[WORK TASK]
Output every entry verbatim.

##### EXERCISE INPUTS #####

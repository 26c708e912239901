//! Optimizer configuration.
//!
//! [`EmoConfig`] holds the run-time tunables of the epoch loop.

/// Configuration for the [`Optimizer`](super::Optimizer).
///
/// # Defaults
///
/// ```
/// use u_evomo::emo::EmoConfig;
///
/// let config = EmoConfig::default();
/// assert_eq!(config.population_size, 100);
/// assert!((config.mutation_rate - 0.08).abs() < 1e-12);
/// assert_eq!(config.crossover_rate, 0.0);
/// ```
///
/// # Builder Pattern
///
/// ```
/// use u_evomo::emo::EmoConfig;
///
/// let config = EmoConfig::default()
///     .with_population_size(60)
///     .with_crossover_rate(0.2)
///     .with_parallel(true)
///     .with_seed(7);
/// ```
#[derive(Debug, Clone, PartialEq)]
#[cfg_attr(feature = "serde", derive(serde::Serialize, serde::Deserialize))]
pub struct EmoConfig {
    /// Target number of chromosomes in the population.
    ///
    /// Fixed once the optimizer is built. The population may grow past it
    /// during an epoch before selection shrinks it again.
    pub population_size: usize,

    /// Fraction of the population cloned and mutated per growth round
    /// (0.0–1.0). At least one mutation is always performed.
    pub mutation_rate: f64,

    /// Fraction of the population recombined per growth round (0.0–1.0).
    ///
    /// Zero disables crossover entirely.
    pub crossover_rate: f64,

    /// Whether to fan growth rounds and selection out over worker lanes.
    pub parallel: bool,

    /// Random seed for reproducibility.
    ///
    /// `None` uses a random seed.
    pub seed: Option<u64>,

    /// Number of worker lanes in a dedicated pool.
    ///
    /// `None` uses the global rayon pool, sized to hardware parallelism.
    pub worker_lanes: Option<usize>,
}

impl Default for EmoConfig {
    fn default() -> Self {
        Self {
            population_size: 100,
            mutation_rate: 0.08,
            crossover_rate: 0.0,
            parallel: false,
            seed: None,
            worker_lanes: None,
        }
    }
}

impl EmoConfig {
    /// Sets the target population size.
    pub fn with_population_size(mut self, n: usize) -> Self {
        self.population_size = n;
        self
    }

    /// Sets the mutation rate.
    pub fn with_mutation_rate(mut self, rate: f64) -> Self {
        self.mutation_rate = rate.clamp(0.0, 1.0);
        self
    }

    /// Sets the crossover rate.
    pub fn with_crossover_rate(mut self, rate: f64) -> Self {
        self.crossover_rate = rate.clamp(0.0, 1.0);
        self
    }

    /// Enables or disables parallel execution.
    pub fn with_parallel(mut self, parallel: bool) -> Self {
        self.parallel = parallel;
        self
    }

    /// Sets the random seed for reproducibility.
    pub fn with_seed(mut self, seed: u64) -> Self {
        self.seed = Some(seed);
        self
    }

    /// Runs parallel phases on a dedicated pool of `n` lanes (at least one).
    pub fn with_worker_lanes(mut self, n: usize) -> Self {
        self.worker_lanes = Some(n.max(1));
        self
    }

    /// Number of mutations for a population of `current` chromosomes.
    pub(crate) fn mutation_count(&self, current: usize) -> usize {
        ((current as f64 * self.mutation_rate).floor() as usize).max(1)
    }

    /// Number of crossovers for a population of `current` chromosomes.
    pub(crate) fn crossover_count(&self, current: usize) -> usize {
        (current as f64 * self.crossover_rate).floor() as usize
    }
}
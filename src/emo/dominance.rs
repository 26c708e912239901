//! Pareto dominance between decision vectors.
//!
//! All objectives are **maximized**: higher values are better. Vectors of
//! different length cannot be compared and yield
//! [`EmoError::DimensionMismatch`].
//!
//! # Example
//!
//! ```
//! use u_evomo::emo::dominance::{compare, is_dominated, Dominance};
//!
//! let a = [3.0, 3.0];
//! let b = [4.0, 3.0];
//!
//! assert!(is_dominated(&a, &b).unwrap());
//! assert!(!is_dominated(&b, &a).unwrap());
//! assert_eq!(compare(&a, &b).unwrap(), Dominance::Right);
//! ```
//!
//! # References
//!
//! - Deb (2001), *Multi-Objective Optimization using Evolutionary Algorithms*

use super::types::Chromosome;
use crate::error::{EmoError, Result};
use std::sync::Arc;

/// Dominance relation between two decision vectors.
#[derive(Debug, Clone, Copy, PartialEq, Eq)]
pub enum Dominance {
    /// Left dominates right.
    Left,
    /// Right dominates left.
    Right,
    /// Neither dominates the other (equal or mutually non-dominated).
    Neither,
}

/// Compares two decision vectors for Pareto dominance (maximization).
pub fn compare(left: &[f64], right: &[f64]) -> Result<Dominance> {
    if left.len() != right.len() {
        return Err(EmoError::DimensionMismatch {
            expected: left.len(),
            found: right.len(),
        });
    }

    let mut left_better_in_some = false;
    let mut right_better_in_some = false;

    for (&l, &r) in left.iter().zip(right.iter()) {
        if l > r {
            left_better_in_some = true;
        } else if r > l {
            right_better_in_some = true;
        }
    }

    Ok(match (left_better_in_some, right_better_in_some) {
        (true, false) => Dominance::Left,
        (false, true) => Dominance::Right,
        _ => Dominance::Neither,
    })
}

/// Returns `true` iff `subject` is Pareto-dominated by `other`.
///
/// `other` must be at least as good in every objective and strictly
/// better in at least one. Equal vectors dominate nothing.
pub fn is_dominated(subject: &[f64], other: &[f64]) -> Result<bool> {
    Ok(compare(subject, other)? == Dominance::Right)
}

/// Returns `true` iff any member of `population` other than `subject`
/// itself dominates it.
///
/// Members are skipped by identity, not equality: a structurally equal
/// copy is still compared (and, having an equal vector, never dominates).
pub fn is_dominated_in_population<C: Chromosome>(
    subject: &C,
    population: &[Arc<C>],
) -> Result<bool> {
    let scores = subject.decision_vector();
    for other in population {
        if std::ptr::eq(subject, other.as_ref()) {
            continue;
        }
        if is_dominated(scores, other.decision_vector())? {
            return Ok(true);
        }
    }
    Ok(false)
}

#####

[ANSWER FOR THIS EXERCISE]
repository 26c708e912239901
//! Optimizer configuration.
//!
//! [`EmoConfig`] holds the run-time tunables of the epoch loop.

/// Configuration for the [`Optimizer`](super::Optimizer).
///
/// # Defaults
///
/// ```
/// use u_evomo::emo::EmoConfig;
///
/// let config = EmoConfig::default();
/// assert_eq!(config.population_size, 100);
/// assert!((config.mutation_rate - 0.08).abs() < 1e-12);
/// assert_eq!(config.crossover_rate, 0.0);
/// ```
///
/// # Builder Pattern
///
/// ```
/// use u_evomo::emo::EmoConfig;
///
/// let config = EmoConfig::default()
///     .with_population_size(60)
///     .with_crossover_rate(0.2)
///     .with_parallel(true)
///     .with_seed(7);
/// ```
#[derive(Debug, Clone, PartialEq)]
#[cfg_attr(feature = "serde", derive(serde::Serialize, serde::Deserialize))]
pub struct EmoConfig {
    /// Target number of chromosomes in the population.
    ///
    /// Fixed once the optimizer is built. The population may grow past it
    /// during an epoch before selection shrinks it again.
    pub population_size: usize,

    /// Fraction of the population cloned and mutated per growth round
    /// (0.0–1.0). At least one mutation is always performed.
    pub mutation_rate: f64,

    /// Fraction of the population recombined per growth round (0.0–1.0).
    ///
    /// Zero disables crossover entirely.
    pub crossover_rate: f64,

    /// Whether to fan growth rounds and selection out over worker lanes.
    pub parallel: bool,

    /// Random seed for reproducibility.
    ///
    /// `None` uses a random seed.
    pub seed: Option<u64>,

    /// Number of worker lanes in a dedicated pool.
    ///
    /// `None` uses the global rayon pool, sized to hardware parallelism.
    pub worker_lanes: Option<usize>,
}

impl Default for EmoConfig {
    fn default() -> Self {
        Self {
            population_size: 100,
            mutation_rate: 0.08,
            crossover_rate: 0.0,
            parallel: false,
            seed: None,
            worker_lanes: None,
        }
    }
}

impl EmoConfig {
    /// Sets the target population size.
    pub fn with_population_size(mut self, n: usize) -> Self {
        self.population_size = n;
        self
    }

    /// Sets the mutation rate.
    pub fn with_mutation_rate(mut self, rate: f64) -> Self {
        self.mutation_rate = rate.clamp(0.0, 1.0);
        self
    }

    /// Sets the crossover rate.
    pub fn with_crossover_rate(mut self, rate: f64) -> Self {
        self.crossover_rate = rate.clamp(0.0, 1.0);
        self
    }

    /// Enables or disables parallel execution.
    pub fn with_parallel(mut self, parallel: bool) -> Self {
        self.parallel = parallel;
        self
    }

    /// Sets the random seed for reproducibility.
    pub fn with_seed(mut self, seed: u64) -> Self {
        self.seed = Some(seed);
        self
    }

    /// Runs parallel phases on a dedicated pool of `n` lanes (at least one).
    pub fn with_worker_lanes(mut self, n: usize) -> Self {
        self.worker_lanes = Some(n.max(1));
        self
    }

    /// Number of mutations for a population of `current` chromosomes.
    pub(crate) fn mutation_count(&self, current: usize) -> usize {
        ((current as f64 * self.mutation_rate).floor() as usize).max(1)
    }

    /// Number of crossovers for a population of `current` chromosomes.
    pub(crate) fn crossover_count(&self, current: usize) -> usize {
        (current as f64 * self.crossover_rate).floor() as usize
    }
}
filename src/emo/dominance.rs
repository 26c708e912239901
//! Pareto dominance between decision vectors.
//!
//! All objectives are **maximized**: higher values are better. Vectors of
//! different length cannot be compared and yield
//! [`EmoError::DimensionMismatch`].
//!
//! # Example
//!
//! ```
//! use u_evomo::emo::dominance::{compare, is_dominated, Dominance};
//!
//! let a = [3.0, 3.0];
//! let b = [4.0, 3.0];
//!
//! assert!(is_dominated(&a, &b).unwrap());
//! assert!(!is_dominated(&b, &a).unwrap());
//! assert_eq!(compare(&a, &b).unwrap(), Dominance::Right);
//! ```
//!
//! # References
//!
//! - Deb (2001), *Multi-Objective Optimization using Evolutionary Algorithms*

use super::types::Chromosome;
use crate::error::{EmoError, Result};
use std::sync::Arc;

/// Dominance relation between two decision vectors.
#[derive(Debug, Clone, Copy, PartialEq, Eq)]
pub enum Dominance {
    /// Left dominates right.
    Left,
    /// Right dominates left.
    Right,
    /// Neither dominates the other (equal or mutually non-dominated).
    Neither,
}

/// Compares two decision vectors for Pareto dominance (maximization).
pub fn compare(left: &[f64], right: &[f64]) -> Result<Dominance> {
    if left.len() != right.len() {
        return Err(EmoError::DimensionMismatch {
            expected: left.len(),
            found: right.len(),
        });
    }

    let mut left_better_in_some = false;
    let mut right_better_in_some = false;

    for (&l, &r) in left.iter().zip(right.iter()) {
        if l > r {
            left_better_in_some = true;
        } else if r > l {
            right_better_in_some = true;
        }
    }

    Ok(match (left_better_in_some, right_better_in_some) {
        (true, false) => Dominance::Left,
        (false, true) => Dominance::Right,
        _ => Dominance::Neither,
    })
}

/// Returns `true` iff `subject` is Pareto-dominated by `other`.
///
/// `other` must be at least as good in every objective and strictly
/// better in at least one. Equal vectors dominate nothing.
pub fn is_dominated(subject: &[f64], other: &[f64]) -> Result<bool> {
    Ok(compare(subject, other)? == Dominance::Right)
}

/// Returns `true` iff any member of `population` other than `subject`
/// itself dominates it.
///
/// Members are skipped by identity, not equality: a structurally equal
/// copy is still compared (and, having an equal vector, never dominates).
pub fn is_dominated_in_population<C: Chromosome>(
    subject: &C,
    population: &[Arc<C>],
) -> Result<bool> {
    let scores = subject.decision_vector();
    for other in population {
        if std::ptr::eq(subject, other.as_ref()) {
            continue;
        }
        if is_dominated(scores, other.decision_vector())? {
            return Ok(true);
        }
    }
    Ok(false)
}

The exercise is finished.